In Python (sorry; this is my scripting language of choice), a brute force solution could look like this. First, there's a function for generating all subsets with breadth-first search (this is important).
def all_subsets(S): # brute force
subsets_so_far = [()]
for x in S:
new_subsets = [subset + (x,) for subset in subsets_so_far]
subsets_so_far.extend(new_subsets)
return subsets_so_far
Then there's a function that returns True if the solution is valid (within budget and with a proper position breakdown) – call it is_valid_solution – and a function that, given a solution, returns the total player value (total_player_value). Assuming that players is the list of available players, the optimal solution is this.
max(filter(is_valid_solution, all_subsets(players)), key=total_player_value)
Now, for a DP, we add a function cull to all_subsets.
def best_subsets(S): # DP
subsets_so_far = [()]
for x in S:
new_subsets = [subset + (x,) for subset in subsets_so_far]
subsets_so_far.extend(new_subsets)
subsets_so_far = cull(subsets_so_far) ### This is new.
return subsets_so_far
What cull does is to throw away the partial solutions that are clearly not going to be missed in our search for an optimal solution. If the partial solution is already over budget, or if it already has too many players at one position, then it can safely be discarded. Let is_valid_partial_solution be a function that tests these conditions (it probably looks a lot like is_valid_solution). So far we have this.
def cull(subsets): # INCOMPLETE!
return filter(is_valid_partial_solution, subsets)
The other important test is that some partial solutions are just better than others. If two partial solutions have the same position breakdown (e.g., two forwards and a center) and cost the same, then we only need to keep the more valuable one.
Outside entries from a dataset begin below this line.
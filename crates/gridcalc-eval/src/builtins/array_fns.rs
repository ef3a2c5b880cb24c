//! Array-shape and matrix functions (`spec.md` §4.5 supplement, needed
//! alongside the array-literal support in `gridcalc-parse`'s AST).

use gridcalc_common::{ErrorCode, FormulaScalar};

use crate::evaluator::Scope;
use crate::registry::{EvalContext, FunctionEntry};
use crate::values::EvalValue;

type Entries = Vec<(&'static str, FunctionEntry)>;

pub fn entries() -> Entries {
    vec![
        ("TRANSPOSE", FunctionEntry::Eager(transpose)),
        ("MDETERM", FunctionEntry::Eager(mdeterm)),
        ("MINVERSE", FunctionEntry::Eager(minverse)),
        ("MMULT", FunctionEntry::Eager(mmult)),
    ]
}

fn as_grid(value: &EvalValue) -> Vec<Vec<FormulaScalar>> {
    match value {
        EvalValue::Scalar(s) => vec![vec![s.clone()]],
        EvalValue::Array(rows) => rows.clone(),
    }
}

fn numeric_matrix(grid: &[Vec<FormulaScalar>]) -> Result<Vec<Vec<f64>>, ErrorCode> {
    grid.iter().map(|row| row.iter().map(|c| c.coerce_number()).collect()).collect()
}

fn transpose(args: &[EvalValue], _: &dyn EvalContext, _: &Scope) -> EvalValue {
    let Some(grid) = args.first().map(as_grid) else {
        return EvalValue::error(ErrorCode::Value);
    };
    if grid.is_empty() {
        return EvalValue::Array(Vec::new());
    }
    let cols = grid[0].len();
    let mut out = vec![Vec::with_capacity(grid.len()); cols];
    for row in &grid {
        for (c, value) in row.iter().enumerate() {
            out[c].push(value.clone());
        }
    }
    EvalValue::Array(out)
}

/// Determinant by cofactor expansion. Fine for the small matrices a
/// spreadsheet formula realistically holds; not the algorithm you'd pick
/// for a large dense solve.
fn determinant(m: &[Vec<f64>]) -> Option<f64> {
    let n = m.len();
    if n == 0 || m.iter().any(|r| r.len() != n) {
        return None;
    }
    if n == 1 {
        return Some(m[0][0]);
    }
    if n == 2 {
        return Some(m[0][0] * m[1][1] - m[0][1] * m[1][0]);
    }
    let mut det = 0.0;
    for col in 0..n {
        let minor: Vec<Vec<f64>> = m[1..].iter().map(|row| {
            row.iter().enumerate().filter(|(c, _)| *c != col).map(|(_, v)| *v).collect()
        }).collect();
        let sign = if col % 2 == 0 { 1.0 } else { -1.0 };
        det += sign * m[0][col] * determinant(&minor)?;
    }
    Some(det)
}

fn mdeterm(args: &[EvalValue], _: &dyn EvalContext, _: &Scope) -> EvalValue {
    let Some(grid) = args.first().map(as_grid) else {
        return EvalValue::error(ErrorCode::Value);
    };
    let matrix = match numeric_matrix(&grid) {
        Ok(m) => m,
        Err(e) => return EvalValue::error(e),
    };
    match determinant(&matrix) {
        Some(d) => EvalValue::number(d),
        None => EvalValue::error(ErrorCode::Value),
    }
}

/// Gauss-Jordan elimination with partial pivoting.
fn inverse(m: &[Vec<f64>]) -> Option<Vec<Vec<f64>>> {
    let n = m.len();
    if n == 0 || m.iter().any(|r| r.len() != n) {
        return None;
    }
    let mut aug: Vec<Vec<f64>> = m
        .iter()
        .enumerate()
        .map(|(i, row)| {
            let mut r = row.clone();
            r.extend((0..n).map(|j| if i == j { 1.0 } else { 0.0 }));
            r
        })
        .collect();
    for col in 0..n {
        let pivot_row = (col..n).max_by(|&a, &b| aug[a][col].abs().partial_cmp(&aug[b][col].abs()).unwrap())?;
        if aug[pivot_row][col].abs() < 1e-12 {
            return None;
        }
        aug.swap(col, pivot_row);
        let pivot = aug[col][col];
        for v in aug[col].iter_mut() {
            *v /= pivot;
        }
        for row in 0..n {
            if row == col {
                continue;
            }
            let factor = aug[row][col];
            if factor != 0.0 {
                for k in 0..2 * n {
                    aug[row][k] -= factor * aug[col][k];
                }
            }
        }
    }
    Some(aug.into_iter().map(|row| row[n..].to_vec()).collect())
}

fn minverse(args: &[EvalValue], _: &dyn EvalContext, _: &Scope) -> EvalValue {
    let Some(grid) = args.first().map(as_grid) else {
        return EvalValue::error(ErrorCode::Value);
    };
    let matrix = match numeric_matrix(&grid) {
        Ok(m) => m,
        Err(e) => return EvalValue::error(e),
    };
    match inverse(&matrix) {
        Some(inv) => EvalValue::Array(inv.into_iter().map(|row| row.into_iter().map(FormulaScalar::Number).collect()).collect()),
        None => EvalValue::error(ErrorCode::Num),
    }
}

fn mmult(args: &[EvalValue], _: &dyn EvalContext, _: &Scope) -> EvalValue {
    let Some(a) = args.first().map(as_grid) else {
        return EvalValue::error(ErrorCode::Value);
    };
    let Some(b) = args.get(1).map(as_grid) else {
        return EvalValue::error(ErrorCode::Value);
    };
    let a = match numeric_matrix(&a) {
        Ok(m) => m,
        Err(e) => return EvalValue::error(e),
    };
    let b = match numeric_matrix(&b) {
        Ok(m) => m,
        Err(e) => return EvalValue::error(e),
    };
    let (a_rows, a_cols) = (a.len(), a.first().map_or(0, |r| r.len()));
    let (b_rows, b_cols) = (b.len(), b.first().map_or(0, |r| r.len()));
    if a_cols != b_rows || a_rows == 0 || b_cols == 0 {
        return EvalValue::error(ErrorCode::Value);
    }
    let mut out = vec![vec![0.0; b_cols]; a_rows];
    for (i, row) in out.iter_mut().enumerate() {
        for (j, cell) in row.iter_mut().enumerate() {
            *cell = (0..a_cols).map(|k| a[i][k] * b[k][j]).sum();
        }
    }
    EvalValue::Array(out.into_iter().map(|row| row.into_iter().map(FormulaScalar::Number).collect()).collect())
}
//! Text functions (`spec.md` §4.5). `TEXT` defers the actual format-code
//! grammar to `gridcalc-format` (`spec.md` §4.7).

use gridcalc_common::ErrorCode;

use crate::builtins::support::{flatten_all, single_number, single_text};
use crate::evaluator::Scope;
use crate::registry::{EvalContext, FunctionEntry};
use crate::values::EvalValue;

type Entries = Vec<(&'static str, FunctionEntry)>;

pub fn entries() -> Entries {
    vec![
        ("CONCATENATE", FunctionEntry::Eager(concatenate)),
        ("CONCAT", FunctionEntry::Eager(concat)),
        ("LEFT", FunctionEntry::Eager(left)),
        ("RIGHT", FunctionEntry::Eager(right)),
        ("MID", FunctionEntry::Eager(mid)),
        ("LEN", FunctionEntry::Eager(len)),
        ("UPPER", FunctionEntry::Eager(upper)),
        ("LOWER", FunctionEntry::Eager(lower)),
        ("TRIM", FunctionEntry::Eager(trim)),
        ("VALUE", FunctionEntry::Eager(value_fn)),
        ("TEXT", FunctionEntry::Eager(text_fn)),
        ("SUBSTITUTE", FunctionEntry::Eager(substitute)),
    ]
}

fn concatenate(args: &[EvalValue], _: &dyn EvalContext, _: &Scope) -> EvalValue {
    let mut out = String::new();
    for a in args {
        match a.coerce_text() {
            Ok(t) => out.push_str(&t),
            Err(e) => return EvalValue::error(e),
        }
    }
    EvalValue::text(out)
}

fn concat(args: &[EvalValue], _: &dyn EvalContext, _: &Scope) -> EvalValue {
    let mut out = String::new();
    for scalar in flatten_all(args) {
        match scalar.coerce_text() {
            Ok(t) => out.push_str(&t),
            Err(e) => return EvalValue::error(e),
        }
    }
    EvalValue::text(out)
}

fn left(args: &[EvalValue], _: &dyn EvalContext, _: &Scope) -> EvalValue {
    let s = match single_text(args, 0) {
        Ok(s) => s,
        Err(e) => return EvalValue::error(e),
    };
    let n = match args.get(1) {
        Some(v) => match v.coerce_number() {
            Ok(n) => n as usize,
            Err(e) => return EvalValue::error(e),
        },
        None => 1,
    };
    EvalValue::text(s.chars().take(n).collect::<String>())
}

fn right(args: &[EvalValue], _: &dyn EvalContext, _: &Scope) -> EvalValue {
    let s = match single_text(args, 0) {
        Ok(s) => s,
        Err(e) => return EvalValue::error(e),
    };
    let n = match args.get(1) {
        Some(v) => match v.coerce_number() {
            Ok(n) => n as usize,
            Err(e) => return EvalValue::error(e),
        },
        None => 1,
    };
    let chars: Vec<char> = s.chars().collect();
    let start = chars.len().saturating_sub(n);
    EvalValue::text(chars[start..].iter().collect::<String>())
}

fn mid(args: &[EvalValue], _: &dyn EvalContext, _: &Scope) -> EvalValue {
    let s = match single_text(args, 0) {
        Ok(s) => s,
        Err(e) => return EvalValue::error(e),
    };
    let start = match single_number(args, 1) {
        Ok(n) if n >= 1.0 => n as usize,
        Ok(_) => return EvalValue::error(ErrorCode::Value),
        Err(e) => return EvalValue::error(e),
    };
    let len = match single_number(args, 2) {
        Ok(n) => n.max(0.0) as usize,
        Err(e) => return EvalValue::error(e),
    };
    let chars: Vec<char> = s.chars().collect();
    if start > chars.len() {
        return EvalValue::text(String::new());
    }
    let end = (start - 1 + len).min(chars.len());
    EvalValue::text(chars[start - 1..end].iter().collect::<String>())
}

fn len(args: &[EvalValue], _: &dyn EvalContext, _: &Scope) -> EvalValue {
    match single_text(args, 0) {
        Ok(s) => EvalValue::number(s.chars().count() as f64),
        Err(e) => EvalValue::error(e),
    }
}

fn upper(args: &[EvalValue], _: &dyn EvalContext, _: &Scope) -> EvalValue {
    match single_text(args, 0) {
        Ok(s) => EvalValue::text(s.to_uppercase()),
        Err(e) => EvalValue::error(e),
    }
}

fn lower(args: &[EvalValue], _: &dyn EvalContext, _: &Scope) -> EvalValue {
    match single_text(args, 0) {
        Ok(s) => EvalValue::text(s.to_lowercase()),
        Err(e) => EvalValue::error(e),
    }
}

fn trim(args: &[EvalValue], _: &dyn EvalContext, _: &Scope) -> EvalValue {
    match single_text(args, 0) {
        Ok(s) => {
            let collapsed = s.split_whitespace().collect::<Vec<_>>().join(" ");
            EvalValue::text(collapsed)
        }
        Err(e) => EvalValue::error(e),
    }
}

fn value_fn(args: &[EvalValue], _: &dyn EvalContext, _: &Scope) -> EvalValue {
    match single_text(args, 0) {
        Ok(s) => match s.trim().parse::<f64>() {
            Ok(n) => EvalValue::number(n),
            Err(_) => EvalValue::error(ErrorCode::Value),
        },
        Err(e) => EvalValue::error(e),
    }
}

fn text_fn(args: &[EvalValue], ctx: &dyn EvalContext, _: &Scope) -> EvalValue {
    let n = match single_number(args, 0) {
        Ok(n) => n,
        Err(e) => return EvalValue::error(e),
    };
    let format_code = match single_text(args, 1) {
        Ok(s) => s,
        Err(e) => return EvalValue::error(e),
    };
    let rendered = gridcalc_format::format_number(n, &format_code, ctx.workbook().date_system);
    EvalValue::text(rendered)
}

fn substitute(args: &[EvalValue], _: &dyn EvalContext, _: &Scope) -> EvalValue {
    let s = match single_text(args, 0) {
        Ok(s) => s,
        Err(e) => return EvalValue::error(e),
    };
    let old = match single_text(args, 1) {
        Ok(s) => s,
        Err(e) => return EvalValue::error(e),
    };
    let new = match single_text(args, 2) {
        Ok(s) => s,
        Err(e) => return EvalValue::error(e),
    };
    if old.is_empty() {
        return EvalValue::text(s);
    }
    match args.get(3) {
        None => EvalValue::text(s.replace(&old, &new)),
        Some(v) => {
            let instance = match v.coerce_number() {
                Ok(n) => n as usize,
                Err(e) => return EvalValue::error(e),
            };
            EvalValue::text(replace_nth(&s, &old, &new, instance))
        }
    }
}

fn replace_nth(s: &str, old: &str, new: &str, n: usize) -> String {
    if n == 0 {
        return s.to_string();
    }
    let mut count = 0;
    let mut out = String::with_capacity(s.len());
    let mut rest = s;
    loop {
        match rest.find(old) {
            Some(pos) => {
                count += 1;
                out.push_str(&rest[..pos]);
                if count == n {
                    out.push_str(new);
                } else {
                    out.push_str(old);
                }
                rest = &rest[pos + old.len()..];
            }
            None => {
                out.push_str(rest);
                break;
            }
        }
    }
    out
}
Let cost_and_position_breakdown take a solution and produce a string that encodes the specified attributes.
def cull(subsets):
best_subset = {} # empty dictionary/map
for subset in filter(is_valid_partial_solution, subsets):
key = cost_and_position_breakdown(subset)
if (key not in best_subset or
total_value(subset) > total_value(best_subset[key])):
best_subset[key] = subset
return best_subset.values()
That's it. There's a lot of optimization to be done here (e.g., throw away partial solutions for which there's a cheaper and more valuable partial solution; modify the data structures so that we aren't always computing the value and position breakdown from scratch and to reduce the storage costs), but it can be tackled incrementally.
One potential small advantage with regard to composing recursive functions in PHP is that variables are passed by value (meaning a copy is made) rather than reference, which can save a step or two.
Perhaps you could better clarify what you are looking for by including a sample input and output. Here's an example that makes combinations from given groups - I'm not sure if that's your intention... I made the section accessing the partial result allow combinations with less value to be considered if their weight is lower - all of this can be changed to prune in the specific ways you would like.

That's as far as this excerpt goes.